// src/lib.rs

pub mod cli;
pub mod config;
pub mod error;
pub mod handlers;
pub mod metrics;
pub mod models;
pub mod storage;
pub mod sync;
pub mod utils;

#[cfg(test)]
pub mod test_utils;

pub use config::Config;
pub use error::{AppError, AppResult};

* _TASK STATEMENT_
Find "pub mod handlers;" in the data above, then repeat that line and all lines after it exactly, ending with the final line.

* _SOLUTION FOR THIS TASK_
pub mod handlers;
pub mod metrics;
pub mod models;
pub mod storage;
pub mod sync;
pub mod utils;

#[cfg(test)]
pub mod test_utils;

pub use config::Config;
pub use error::{AppError, AppResult};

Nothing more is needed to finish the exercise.